Power generation of the polymer electrolyte membrane fuel cell is performed as described below.
For the polymer electrolyte membrane, a perfluorosulfonic acid-based cation exchange resin is often used. As the membrane as described above, Nafion manufactured by DuPont is well known.
A power generation cell unit is formed of a membrane electrode assembly having a structure in which the polymer electrolyte membrane interposed between a pair of porous electrodes each bearing a catalyst made of platinum or the like, that is, a fuel electrode and an oxidizer electrode.
With respect to the power generation cell unit, an oxidizer and a fuel is supplied to the oxidizer electrode and the fuel electrode, respectively, thereby allowing protons to move in a polymer electrolyte membrane, whereby the power generation is performed. The power generation reaction is most effective when the power generation reaction is performed in a temperature range from about 60° C. to 100° C.
For the fuel cell for obtaining a large output, it is effective to employ hydrogen as a fuel. As a method of storing hydrogen, there are provided a method in which hydrogen is stored as a high-pressure gas by being compressed, a method in which hydrogen is stored as low-temperature liquid hydrogen, a method in which hydrogen is stored by using a hydrogen storage alloy, and a method in which methanol, gasoline, or the like is reformed to be converted into hydrogen for use.
However, the fuel cell as described above has to have a structural body having airtightness such that a leakage amount of the fuel such as hydrogen is small enough. As a result, restriction on design increases, so that it is difficult to downsize the structural body, thereby complicating an assembly process.
Further, when power generation is not performed, a temperature of the fuel cell is normal temperature, but at the time of power generation, the temperature thereof rises close to 100° C., so that components used for the fuel cell thermally expand and contract. Connection between fastening members is loosened or the fastening members are detached from each other due to thermal strain, thereby disabling to maintain the airtightness or causing a pressure applied to a surface of a stacked body (hereinafter, referred to as surface pressure). As a result, there arises such a problem that a contact resistance between components increases, thereby causing the reduction of power generation performance of the fuel cell.
In the fuel cell having a structure in which an electrolyte membrane, a catalyst, a member for supporting them, and the like are stacked, as a structural body for preventing the reduction of the surface pressure, there is conventionally known a structural body as illustrated in FIG. 11.
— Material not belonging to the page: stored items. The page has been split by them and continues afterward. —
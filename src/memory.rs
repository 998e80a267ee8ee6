//! # Memory Bus Abstraction
//!
//! This module provides the `MemoryBus` trait that decouples the CPU from specific
//! memory implementations. The CPU only ever issues byte reads and writes; the wider
//! little-endian accessors are provided as default methods built from those bytes, so
//! a memory-mapped device observes every individual access.
//!
//! ## Design Principles
//!
//! The MemoryBus trait follows 65C02 hardware behavior:
//! - No bus errors - reads/writes always succeed
//! - Every address wraps modulo 65536, including the bytes of multi-byte accesses
//! - Writes to ROM/unmapped regions may be ignored by the implementation

/// Memory bus trait for CPU to read/write bytes.
///
/// Implementations of this trait provide the memory backend for the CPU.
/// The CPU accesses all memory (RAM, ROM, I/O) through this abstraction.
///
/// # Design
///
/// - `read(&self)`: Immutable reference allows shared reads
/// - `write(&mut self)`: Mutable reference makes side effects explicit
/// - No error types: 65C02 hardware has no bus error mechanism
///
/// # Examples
///
/// ```
/// use lib65c02::{MemoryBus, FlatMemory};
///
/// let mut mem = FlatMemory::new();
///
/// mem.write_u16(0xFFFC, 0x8000);
/// assert_eq!(mem.read(0xFFFC), 0x00);
/// assert_eq!(mem.read(0xFFFD), 0x80);
/// assert_eq!(mem.read_u16(0xFFFC), 0x8000);
/// ```
///
/// ## Implementing Custom Memory
///
/// ```
/// use lib65c02::MemoryBus;
///
/// struct RomRamMemory {
///     ram: [u8; 0x8000],  // 32KB RAM (0x0000-0x7FFF)
///     rom: [u8; 0x8000],  // 32KB ROM (0x8000-0xFFFF)
/// }
///
/// impl MemoryBus for RomRamMemory {
///     fn read(&self, addr: u16) -> u8 {
///         if addr < 0x8000 {
///             self.ram[addr as usize]
///         } else {
///             self.rom[(addr - 0x8000) as usize]
///         }
///     }
///
///     fn write(&mut self, addr: u16, value: u8) {
///         if addr < 0x8000 {
///             self.ram[addr as usize] = value;
///         }
///         // Writes to ROM (0x8000+) are silently ignored
///     }
/// }
/// ```
pub trait MemoryBus {
    /// Reads a byte from the specified 16-bit address.
    ///
    /// This method must never panic. If the address is unmapped,
    /// implementations may return garbage data (matching hardware behavior).
    fn read(&self, addr: u16) -> u8;

    /// Writes a byte to the specified 16-bit address.
    ///
    /// This method must never panic. If the address is read-only or unmapped,
    /// implementations may ignore the write.
    fn write(&mut self, addr: u16, value: u8);

    /// Reads a little-endian 16-bit word. The high byte address wraps at 0xFFFF.
    fn read_u16(&self, addr: u16) -> u16 {
        let lo = self.read(addr) as u16;
        let hi = self.read(addr.wrapping_add(1)) as u16;
        (hi << 8) | lo
    }

    /// Writes a little-endian 16-bit word, low byte first.
    fn write_u16(&mut self, addr: u16, value: u16) {
        self.write(addr, value as u8);
        self.write(addr.wrapping_add(1), (value >> 8) as u8);
    }

    /// Reads a little-endian 32-bit value.
    fn read_u32(&self, addr: u16) -> u32 {
        let lo = self.read_u16(addr) as u32;
        let hi = self.read_u16(addr.wrapping_add(2)) as u32;
        (hi << 16) | lo
    }

    /// Writes a little-endian 32-bit value.
    fn write_u32(&mut self, addr: u16, value: u32) {
        self.write_u16(addr, value as u16);
        self.write_u16(addr.wrapping_add(2), (value >> 16) as u16);
    }

    /// Reads a little-endian 64-bit value.
    fn read_u64(&self, addr: u16) -> u64 {
        let lo = self.read_u32(addr) as u64;
        let hi = self.read_u32(addr.wrapping_add(4)) as u64;
        (hi << 32) | lo
    }

    /// Writes a little-endian 64-bit value.
    fn write_u64(&mut self, addr: u16, value: u64) {
        self.write_u32(addr, value as u32);
        self.write_u32(addr.wrapping_add(4), (value >> 32) as u32);
    }
}

/// Simple 64KB flat memory implementation.
///
/// All 65536 addresses (0x0000-0xFFFF) are mapped to a single contiguous RAM
/// array initialized to 0x00.
///
/// # Examples
///
/// ```
/// use lib65c02::{Cpu, FlatMemory, MemoryBus};
///
/// let mut memory = FlatMemory::new();
/// memory.write_u16(0xFFFC, 0x8000);
/// memory.load(0x8000, &[0xA9, 0x42]); // LDA #$42
///
/// let mut cpu = Cpu::new(memory);
/// cpu.reset().unwrap();
/// cpu.step().unwrap();
/// assert_eq!(cpu.a(), 0x42);
/// ```
pub struct FlatMemory {
    /// 64KB contiguous memory array
    data: Box<[u8; 65536]>,
}

impl FlatMemory {
    /// Creates a new FlatMemory instance with all bytes initialized to zero.
    pub fn new() -> Self {
        Self {
            data: Box::new([0; 65536]),
        }
    }

    /// Copies `bytes` into memory starting at `addr`, wrapping past 0xFFFF.
    pub fn load(&mut self, addr: u16, bytes: &[u8]) {
        let mut target = addr;
        for &byte in bytes {
            self.data[target as usize] = byte;
            target = target.wrapping_add(1);
        }
    }

    /// Returns the whole address space as a slice.
    pub fn as_slice(&self) -> &[u8] {
        &self.data[..]
    }
}

impl Default for FlatMemory {
    fn default() -> Self {
        Self::new()
    }
}

impl MemoryBus for FlatMemory {
    fn read(&self, addr: u16) -> u8 {
        self.data[addr as usize]
    }

    fn write(&mut self, addr: u16, value: u8) {
        self.data[addr as usize] = value;
    }
}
In the fuel cell as illustrated in FIG. 11, a cell unit 113 includes a power generation reaction portion 111 having reaction catalysts formed on both surfaces of a polymer electrolyte membrane, and support members 112 for supporting the power generation reaction portion 111 therebetween.
The plurality of cell units 113 are stacked to constitute a stack 114. End plates 116 for pressing and supporting the stack 114 are arranged on upper and lower ends of the stack 114. Bolts 117 and compression springs 118 are employed for fastening to pressurize the stack 114.
However, in a fuel cell structure of FIG. 11, a fastening force becomes weak in a portion between the bolts pressing the end plates.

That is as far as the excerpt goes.